■ Your task: Show me every line in the listing that has the word "OwnerId".
• • • • • • •
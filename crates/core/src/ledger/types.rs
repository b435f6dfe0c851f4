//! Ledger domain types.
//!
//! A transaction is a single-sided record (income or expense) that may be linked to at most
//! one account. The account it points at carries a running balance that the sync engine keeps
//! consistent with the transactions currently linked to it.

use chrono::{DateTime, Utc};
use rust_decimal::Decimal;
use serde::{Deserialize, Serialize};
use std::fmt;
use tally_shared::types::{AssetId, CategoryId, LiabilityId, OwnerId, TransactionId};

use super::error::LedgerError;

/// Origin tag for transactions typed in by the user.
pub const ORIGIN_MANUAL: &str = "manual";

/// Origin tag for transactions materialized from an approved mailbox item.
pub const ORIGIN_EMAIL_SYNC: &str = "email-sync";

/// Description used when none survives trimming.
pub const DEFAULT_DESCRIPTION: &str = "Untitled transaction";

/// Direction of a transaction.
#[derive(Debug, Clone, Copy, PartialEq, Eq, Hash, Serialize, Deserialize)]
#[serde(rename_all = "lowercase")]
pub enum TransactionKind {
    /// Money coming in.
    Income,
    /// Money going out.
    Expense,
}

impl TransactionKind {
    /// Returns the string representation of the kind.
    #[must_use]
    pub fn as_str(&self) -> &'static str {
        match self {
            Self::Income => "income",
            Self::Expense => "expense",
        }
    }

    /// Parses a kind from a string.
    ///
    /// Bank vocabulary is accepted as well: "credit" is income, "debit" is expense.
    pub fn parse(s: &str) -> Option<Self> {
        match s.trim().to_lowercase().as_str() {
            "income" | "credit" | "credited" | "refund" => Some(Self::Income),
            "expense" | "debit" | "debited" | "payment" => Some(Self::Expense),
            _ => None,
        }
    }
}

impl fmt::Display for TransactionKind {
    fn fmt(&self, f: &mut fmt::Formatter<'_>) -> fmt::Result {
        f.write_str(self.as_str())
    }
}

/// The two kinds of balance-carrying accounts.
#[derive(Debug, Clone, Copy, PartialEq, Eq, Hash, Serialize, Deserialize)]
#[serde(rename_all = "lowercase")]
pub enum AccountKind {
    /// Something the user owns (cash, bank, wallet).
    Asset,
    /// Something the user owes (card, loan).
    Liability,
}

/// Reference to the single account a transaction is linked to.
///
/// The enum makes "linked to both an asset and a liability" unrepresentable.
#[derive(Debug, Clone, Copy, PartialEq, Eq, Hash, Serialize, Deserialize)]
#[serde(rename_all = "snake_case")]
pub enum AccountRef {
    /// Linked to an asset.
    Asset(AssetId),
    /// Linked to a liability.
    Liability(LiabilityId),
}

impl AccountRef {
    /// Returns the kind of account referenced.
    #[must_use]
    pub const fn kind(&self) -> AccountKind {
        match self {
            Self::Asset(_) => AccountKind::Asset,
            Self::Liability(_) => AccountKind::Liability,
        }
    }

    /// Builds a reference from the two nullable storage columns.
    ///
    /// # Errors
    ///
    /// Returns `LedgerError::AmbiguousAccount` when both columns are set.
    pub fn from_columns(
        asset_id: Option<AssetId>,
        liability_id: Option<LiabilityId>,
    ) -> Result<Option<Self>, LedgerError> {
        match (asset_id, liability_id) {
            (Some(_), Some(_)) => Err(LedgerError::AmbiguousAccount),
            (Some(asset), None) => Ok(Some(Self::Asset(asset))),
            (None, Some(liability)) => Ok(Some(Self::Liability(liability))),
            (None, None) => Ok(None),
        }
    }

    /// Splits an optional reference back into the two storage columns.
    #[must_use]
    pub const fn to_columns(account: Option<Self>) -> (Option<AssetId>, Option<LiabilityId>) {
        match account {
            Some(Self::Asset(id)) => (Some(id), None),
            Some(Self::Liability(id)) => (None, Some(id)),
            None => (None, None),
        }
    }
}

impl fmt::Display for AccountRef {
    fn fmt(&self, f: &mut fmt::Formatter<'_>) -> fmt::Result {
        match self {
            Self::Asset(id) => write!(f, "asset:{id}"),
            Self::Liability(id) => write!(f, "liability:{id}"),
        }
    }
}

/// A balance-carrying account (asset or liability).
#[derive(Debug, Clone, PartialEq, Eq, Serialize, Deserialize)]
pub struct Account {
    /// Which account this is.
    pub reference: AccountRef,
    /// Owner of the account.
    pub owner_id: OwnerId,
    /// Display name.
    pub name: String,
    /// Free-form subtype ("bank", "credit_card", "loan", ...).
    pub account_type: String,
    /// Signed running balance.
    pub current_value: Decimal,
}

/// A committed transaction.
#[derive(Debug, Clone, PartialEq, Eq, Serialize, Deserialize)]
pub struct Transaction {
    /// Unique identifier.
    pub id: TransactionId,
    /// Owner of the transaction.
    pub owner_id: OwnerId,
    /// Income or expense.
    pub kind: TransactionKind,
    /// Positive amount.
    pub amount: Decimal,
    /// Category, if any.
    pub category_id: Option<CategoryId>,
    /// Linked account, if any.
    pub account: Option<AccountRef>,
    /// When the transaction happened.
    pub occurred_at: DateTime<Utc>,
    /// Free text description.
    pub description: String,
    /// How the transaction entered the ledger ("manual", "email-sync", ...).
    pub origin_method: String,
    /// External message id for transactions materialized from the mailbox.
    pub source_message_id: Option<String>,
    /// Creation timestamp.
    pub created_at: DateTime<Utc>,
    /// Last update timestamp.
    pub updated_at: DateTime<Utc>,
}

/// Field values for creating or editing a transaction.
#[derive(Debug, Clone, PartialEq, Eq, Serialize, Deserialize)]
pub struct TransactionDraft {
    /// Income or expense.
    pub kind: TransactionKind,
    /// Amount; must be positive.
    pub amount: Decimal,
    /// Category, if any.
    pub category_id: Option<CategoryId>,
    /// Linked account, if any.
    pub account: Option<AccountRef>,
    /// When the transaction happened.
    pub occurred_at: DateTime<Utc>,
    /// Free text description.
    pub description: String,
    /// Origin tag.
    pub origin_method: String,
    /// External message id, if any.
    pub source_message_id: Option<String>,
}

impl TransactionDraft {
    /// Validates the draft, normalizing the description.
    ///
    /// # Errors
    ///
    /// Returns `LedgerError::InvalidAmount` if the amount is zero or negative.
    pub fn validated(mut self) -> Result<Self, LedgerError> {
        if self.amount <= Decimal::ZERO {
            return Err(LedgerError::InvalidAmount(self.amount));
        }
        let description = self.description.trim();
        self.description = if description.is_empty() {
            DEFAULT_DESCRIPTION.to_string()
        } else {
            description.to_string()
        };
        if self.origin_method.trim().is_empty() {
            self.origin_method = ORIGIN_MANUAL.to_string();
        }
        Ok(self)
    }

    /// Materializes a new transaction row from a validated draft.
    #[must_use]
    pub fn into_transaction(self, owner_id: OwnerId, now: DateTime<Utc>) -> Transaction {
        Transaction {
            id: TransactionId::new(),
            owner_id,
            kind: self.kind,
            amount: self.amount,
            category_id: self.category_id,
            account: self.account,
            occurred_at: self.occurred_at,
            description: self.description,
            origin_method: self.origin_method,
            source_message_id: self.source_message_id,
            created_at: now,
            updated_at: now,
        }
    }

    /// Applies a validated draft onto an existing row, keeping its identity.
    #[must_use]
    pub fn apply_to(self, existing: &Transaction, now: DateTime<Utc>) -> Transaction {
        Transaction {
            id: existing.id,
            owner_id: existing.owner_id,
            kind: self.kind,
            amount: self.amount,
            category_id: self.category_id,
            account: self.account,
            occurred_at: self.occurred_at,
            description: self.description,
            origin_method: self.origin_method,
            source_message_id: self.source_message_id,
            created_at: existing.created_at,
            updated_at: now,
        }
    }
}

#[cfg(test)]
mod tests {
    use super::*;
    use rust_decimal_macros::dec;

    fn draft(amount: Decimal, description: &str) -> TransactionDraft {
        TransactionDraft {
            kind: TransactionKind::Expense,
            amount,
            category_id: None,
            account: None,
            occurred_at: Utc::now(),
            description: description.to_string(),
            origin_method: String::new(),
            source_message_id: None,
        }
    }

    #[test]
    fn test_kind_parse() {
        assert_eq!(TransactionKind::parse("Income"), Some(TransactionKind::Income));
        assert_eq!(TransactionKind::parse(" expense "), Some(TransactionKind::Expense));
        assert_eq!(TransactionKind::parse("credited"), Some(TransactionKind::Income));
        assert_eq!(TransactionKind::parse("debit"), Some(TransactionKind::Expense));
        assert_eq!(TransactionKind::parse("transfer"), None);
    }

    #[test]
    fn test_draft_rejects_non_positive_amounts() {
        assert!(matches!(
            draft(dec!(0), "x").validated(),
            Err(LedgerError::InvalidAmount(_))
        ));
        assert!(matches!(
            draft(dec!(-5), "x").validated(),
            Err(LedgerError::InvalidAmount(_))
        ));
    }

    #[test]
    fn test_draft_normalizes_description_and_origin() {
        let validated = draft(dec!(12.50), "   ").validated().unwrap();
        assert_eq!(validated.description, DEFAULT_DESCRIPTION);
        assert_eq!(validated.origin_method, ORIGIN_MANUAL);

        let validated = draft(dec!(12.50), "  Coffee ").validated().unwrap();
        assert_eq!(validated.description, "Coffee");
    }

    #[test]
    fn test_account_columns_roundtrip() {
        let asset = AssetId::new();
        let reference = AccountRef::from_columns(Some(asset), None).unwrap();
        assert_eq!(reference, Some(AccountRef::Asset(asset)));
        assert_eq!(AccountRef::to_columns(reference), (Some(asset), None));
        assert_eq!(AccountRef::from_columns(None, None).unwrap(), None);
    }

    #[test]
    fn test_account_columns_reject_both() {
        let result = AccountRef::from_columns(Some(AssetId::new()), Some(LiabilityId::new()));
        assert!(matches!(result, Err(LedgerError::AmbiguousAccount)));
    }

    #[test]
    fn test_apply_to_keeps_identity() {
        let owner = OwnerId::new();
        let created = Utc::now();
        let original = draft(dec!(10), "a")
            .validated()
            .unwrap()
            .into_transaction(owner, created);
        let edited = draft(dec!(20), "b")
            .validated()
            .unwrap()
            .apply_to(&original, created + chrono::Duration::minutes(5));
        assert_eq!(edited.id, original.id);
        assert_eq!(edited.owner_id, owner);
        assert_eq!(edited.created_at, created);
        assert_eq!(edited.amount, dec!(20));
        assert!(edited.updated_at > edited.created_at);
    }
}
• • • • • • •
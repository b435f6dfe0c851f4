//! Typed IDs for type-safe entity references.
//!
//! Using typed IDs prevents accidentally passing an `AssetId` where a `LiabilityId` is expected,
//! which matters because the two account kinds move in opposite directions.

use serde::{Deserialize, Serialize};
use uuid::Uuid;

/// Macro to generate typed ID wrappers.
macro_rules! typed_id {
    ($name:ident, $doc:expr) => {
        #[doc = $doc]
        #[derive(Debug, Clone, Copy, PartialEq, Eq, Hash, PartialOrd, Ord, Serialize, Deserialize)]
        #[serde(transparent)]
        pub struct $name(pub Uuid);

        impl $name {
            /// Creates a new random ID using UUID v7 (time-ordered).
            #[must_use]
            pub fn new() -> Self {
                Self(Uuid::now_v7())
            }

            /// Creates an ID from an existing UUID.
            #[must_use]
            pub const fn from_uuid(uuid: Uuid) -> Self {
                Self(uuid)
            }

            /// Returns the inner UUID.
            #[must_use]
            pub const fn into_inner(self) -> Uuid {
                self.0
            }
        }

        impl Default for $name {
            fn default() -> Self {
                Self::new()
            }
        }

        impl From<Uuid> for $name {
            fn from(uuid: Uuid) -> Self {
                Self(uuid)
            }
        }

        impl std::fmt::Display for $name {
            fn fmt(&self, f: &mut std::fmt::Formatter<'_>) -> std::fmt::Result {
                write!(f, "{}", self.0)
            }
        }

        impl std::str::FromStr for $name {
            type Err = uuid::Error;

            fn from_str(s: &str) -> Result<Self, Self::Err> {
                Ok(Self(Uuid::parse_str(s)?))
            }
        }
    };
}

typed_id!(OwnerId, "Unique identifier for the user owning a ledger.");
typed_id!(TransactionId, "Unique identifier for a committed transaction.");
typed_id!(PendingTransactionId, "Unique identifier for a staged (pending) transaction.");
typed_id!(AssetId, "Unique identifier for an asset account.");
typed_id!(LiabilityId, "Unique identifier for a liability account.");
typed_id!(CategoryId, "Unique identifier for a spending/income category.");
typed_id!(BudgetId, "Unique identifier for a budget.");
• • • • • • •
■ Worked solution:
use tally_shared::types::{AssetId, CategoryId, LiabilityId, OwnerId, TransactionId};
    pub owner_id: OwnerId,
    pub owner_id: OwnerId,
    pub fn into_transaction(self, owner_id: OwnerId, now: DateTime<Utc>) -> Transaction {
        let owner = OwnerId::new();
typed_id!(OwnerId, "Unique identifier for the user owning a ledger.");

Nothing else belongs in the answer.